┏━━

//! Rule settings: objective allow-lists, audience deny-lists and global knobs.
//!
//! Settings are stored externally and edited through the back office. The
//! engine receives a [`RuleSettings`] value built once per request by
//! [`RuleSettings::parse_or_default`] and never mutates it.

use serde::{Deserialize, Serialize};
use serde_json::Value;
use std::collections::{BTreeMap, HashSet};
use tracing::{debug, warn};

use crate::text::normalize;

/// Objective / audience identifier meaning "other", never a constraint.
pub const OTHER_SENTINEL: &str = "autre";

pub const DEFAULT_KEYWORD_LIMIT: usize = 4;
pub const MAX_KEYWORD_LIMIT: usize = 8;

/// Tags unlocked by one declared objective
#[derive(Debug, Clone, Default, PartialEq, Serialize, Deserialize)]
#[serde(rename_all = "camelCase", default)]
pub struct ObjectiveRule {
    pub types: Vec<String>,
    pub objectifs: Vec<String>,
    pub priority_objectifs: Vec<String>,
}

#[derive(Debug, Clone, PartialEq, Serialize, Deserialize)]
#[serde(rename_all = "camelCase")]
pub struct RuleSettings {
    #[serde(default, skip_serializing_if = "Option::is_none")]
    pub version: Option<String>,
    pub objectives: BTreeMap<String, ObjectiveRule>,
    /// Audience id -> video "type" labels to remove
    pub audiences: BTreeMap<String, Vec<String>>,
    pub keyword_limit: usize,
    pub fallback_to_best: bool,
}

/// Normalized tag sets derived from the declared objectives and audiences
#[derive(Debug, Clone, Default, PartialEq, Serialize)]
#[serde(rename_all = "camelCase")]
pub struct ResolvedRules {
    pub allowed_types: HashSet<String>,
    pub allowed_objectifs: HashSet<String>,
    pub priority_objectifs: HashSet<String>,
    pub removed_types: HashSet<String>,
}

impl ResolvedRules {
    pub fn has_allow_list(&self) -> bool {
        !self.allowed_types.is_empty() || !self.allowed_objectifs.is_empty()
    }
}

fn objective(types: &[&str], objectifs: &[&str], priority: &[&str]) -> ObjectiveRule {
    let owned = |labels: &[&str]| labels.iter().map(|s| s.to_string()).collect();
    ObjectiveRule {
        types: owned(types),
        objectifs: owned(objectifs),
        priority_objectifs: owned(priority),
    }
}

impl Default for RuleSettings {
    fn default() -> Self {
        let mut objectives = BTreeMap::new();
        objectives.insert(
            "promotion".to_string(),
            objective(&["Publicité", "Spot"], &["Vendre", "Promouvoir"], &["Promouvoir"]),
        );
        objectives.insert(
            "notoriete".to_string(),
            objective(&["Film de marque", "Portrait"], &["Notoriété"], &["Notoriété"]),
        );
        objectives.insert(
            "recrutement".to_string(),
            objective(&["Marque employeur", "Portrait"], &["Recruter"], &["Recruter"]),
        );
        objectives.insert(
            "formation".to_string(),
            objective(&["Tutoriel", "Motion design"], &["Former", "Expliquer"], &["Former"]),
        );
        objectives.insert(
            "evenement".to_string(),
            objective(&["Aftermovie", "Captation"], &["Couvrir un événement"], &[]),
        );

        let mut audiences = BTreeMap::new();
        audiences.insert("interne".to_string(), vec!["Publicité".to_string(), "Spot".to_string()]);
        audiences.insert("grand-public".to_string(), vec!["Tutoriel".to_string()]);
        audiences.insert("b2b".to_string(), vec!["Aftermovie".to_string()]);

        Self {
            version: None,
            objectives,
            audiences,
            keyword_limit: DEFAULT_KEYWORD_LIMIT,
            fallback_to_best: true,
        }
    }
}

fn string_list(value: &Value) -> Option<Vec<String>> {
    value.as_array().map(|items| {
        items
            .iter()
            .filter_map(|item| item.as_str())
            .map(str::trim)
            .filter(|s| !s.is_empty())
            .map(String::from)
            .collect()
    })
}

fn parse_objectives(value: &Value) -> Option<BTreeMap<String, ObjectiveRule>> {
    let map = value.as_object()?;
    let parsed = map
        .iter()
        .map(|(id, rule)| {
            let field = |name: &str| rule.get(name).and_then(string_list).unwrap_or_default();
            (
                id.clone(),
                ObjectiveRule {
                    types: field("types"),
                    objectifs: field("objectifs"),
                    priority_objectifs: field("priorityObjectifs"),
                },
            )
        })
        .collect();
    Some(parsed)
}

fn parse_audiences(value: &Value) -> Option<BTreeMap<String, Vec<String>>> {
    let map = value.as_object()?;
    Some(
        map.iter()
            .map(|(id, labels)| (id.clone(), string_list(labels).unwrap_or_default()))
            .collect(),
    )
}

impl RuleSettings {
    /// Build settings from the stored JSON object, field by field, falling back
    /// to defaults for anything missing or malformed. `keywordLimit` is clamped
    /// to `[1, MAX_KEYWORD_LIMIT]`.
    pub fn parse_or_default(stored: Option<&Value>) -> Self {
        let mut settings = Self::default();

        let Some(stored) = stored.filter(|v| v.is_object()) else {
            debug!("No stored rule settings, using defaults");
            return settings;
        };

        if let Some(version) = stored.get("version") {
            settings.version = match version {
                Value::String(s) => Some(s.clone()),
                Value::Number(n) => Some(n.to_string()),
                _ => None,
            };
        }

        match stored.get("objectives").map(parse_objectives) {
            Some(Some(objectives)) => settings.objectives = objectives,
            Some(None) => warn!("Ignoring malformed objectives in rule settings"),
            None => {}
        }

        match stored.get("audiences").map(parse_audiences) {
            Some(Some(audiences)) => settings.audiences = audiences,
            Some(None) => warn!("Ignoring malformed audiences in rule settings"),
            None => {}
        }

        if let Some(limit) = stored.get("keywordLimit").and_then(Value::as_f64) {
            if limit.is_finite() {
                settings.keyword_limit = (limit.trunc() as i64).clamp(1, MAX_KEYWORD_LIMIT as i64) as usize;
            }
        }

        if let Some(fallback) = stored.get("fallbackToBest").and_then(Value::as_bool) {
            settings.fallback_to_best = fallback;
        }

        settings
    }

    /// Keyword cap, clamped even if the struct was built by hand
    pub fn keyword_limit(&self) -> usize {
        self.keyword_limit.clamp(1, MAX_KEYWORD_LIMIT)
    }

    /// Stored version, or a content digest when the store has none
    pub fn fingerprint(&self) -> String {
        if let Some(version) = &self.version {
            return version.clone();
        }
        let canonical = serde_json::to_string(self).unwrap_or_default();
        format!("{:x}", md5::compute(canonical.as_bytes()))
    }

    fn find_objective(&self, id: &str) -> Option<&ObjectiveRule> {
        let key = normalize(id);
        self.objectives
            .iter()
            .find(|(name, _)| normalize(name) == key)
            .map(|(_, rule)| rule)
    }

    fn find_audience(&self, id: &str) -> Option<&Vec<String>> {
        let key = normalize(id);
        self.audiences
            .iter()
            .find(|(name, _)| normalize(name) == key)
            .map(|(_, labels)| labels)
    }

    /// Turn declared objectives and audiences into normalized tag sets.
    ///
    /// A list containing the "autre" sentinel contributes nothing. Unknown
    /// identifiers are ignored.
    pub fn resolve<S: AsRef<str>>(&self, objectives: &[S], audiences: &[S]) -> ResolvedRules {
        let mut rules = ResolvedRules::default();
        let is_other = |id: &S| normalize(id.as_ref()) == OTHER_SENTINEL;

        if !objectives.is_empty() && !objectives.iter().any(is_other) {
            for id in objectives {
                match self.find_objective(id.as_ref()) {
                    Some(rule) => {
                        rules.allowed_types.extend(rule.types.iter().map(|l| normalize(l)));
                        rules.allowed_objectifs.extend(rule.objectifs.iter().map(|l| normalize(l)));
                        rules
                            .priority_objectifs
                            .extend(rule.priority_objectifs.iter().map(|l| normalize(l)));
                    }
                    None => debug!("Unknown objective ignored: {}", id.as_ref()),
                }
            }
        }

        if !audiences.is_empty() && !audiences.iter().any(is_other) {
            for id in audiences {
                match self.find_audience(id.as_ref()) {
                    Some(labels) => rules.removed_types.extend(labels.iter().map(|l| normalize(l))),
                    None => debug!("Unknown audience ignored: {}", id.as_ref()),
                }
            }
        }

        for set in [
            &mut rules.allowed_types,
            &mut rules.allowed_objectifs,
            &mut rules.priority_objectifs,
            &mut rules.removed_types,
        ] {
            set.remove("");
        }

        rules
    }
}

#[cfg(test)]
mod tests {
    use super::*;
    use serde_json::json;

    #[test]
    fn test_defaults_when_nothing_stored() {
        let settings = RuleSettings::parse_or_default(None);
        assert_eq!(settings.keyword_limit, 4);
        assert!(settings.fallback_to_best);
        assert!(settings.objectives.contains_key("promotion"));
    }

    #[test]
    fn test_partial_settings_keep_other_defaults() {
        let stored = json!({ "keywordLimit": 20, "fallbackToBest": false });
        let settings = RuleSettings::parse_or_default(Some(&stored));
        assert_eq!(settings.keyword_limit, MAX_KEYWORD_LIMIT);
        assert!(!settings.fallback_to_best);
        assert_eq!(settings.objectives, RuleSettings::default().objectives);

        let stored = json!({ "keywordLimit": 0, "objectives": "nope" });
        let settings = RuleSettings::parse_or_default(Some(&stored));
        assert_eq!(settings.keyword_limit, 1);
        assert_eq!(settings.objectives, RuleSettings::default().objectives);
    }

    #[test]
    fn test_objective_resolution_is_normalized() {
        let stored = json!({
            "objectives": {
                "promotion": { "types": ["Publicité"], "objectifs": ["Vendre"], "priorityObjectifs": ["Vendre"] },
                "formation": { "types": ["Tutoriel"] }
            }
        });
        let settings = RuleSettings::parse_or_default(Some(&stored));
        let rules = settings.resolve(&["Promotion", "formation", "unknown"], &[]);

        assert!(rules.allowed_types.contains("publicite"));
        assert!(rules.allowed_types.contains("tutoriel"));
        assert!(rules.allowed_objectifs.contains("vendre"));
        assert!(rules.priority_objectifs.contains("vendre"));
        assert!(rules.removed_types.is_empty());
    }

    #[test]
    fn test_other_sentinel_disables_constraints() {
        let settings = RuleSettings::default();
        let rules = settings.resolve(&["promotion", "autre"], &["Autre", "interne"]);
        assert!(!rules.has_allow_list());
        assert!(rules.removed_types.is_empty());
    }

    #[test]
    fn test_audience_removal_list() {
        let stored = json!({ "audiences": { "interne": ["Événement"] } });
        let settings = RuleSettings::parse_or_default(Some(&stored));
        let rules = settings.resolve::<&str>(&[], &["interne"]);
        assert!(rules.removed_types.contains("evenement"));
    }

    #[test]
    fn test_fingerprint_prefers_stored_version() {
        let stored = json!({ "version": 3 });
        assert_eq!(RuleSettings::parse_or_default(Some(&stored)).fingerprint(), "3");

        let a = RuleSettings::default().fingerprint();
        let b = RuleSettings::default().fingerprint();
        assert_eq!(a, b);
        assert_eq!(a.len(), 32);
    }
}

┗━━

• **Work task**:
Every line where "clamped" appears must be returned from the listing above.

• **Problem solution**:
    /// to defaults for anything missing or malformed. `keywordLimit` is clamped
    /// Keyword cap, clamped even if the struct was built by hand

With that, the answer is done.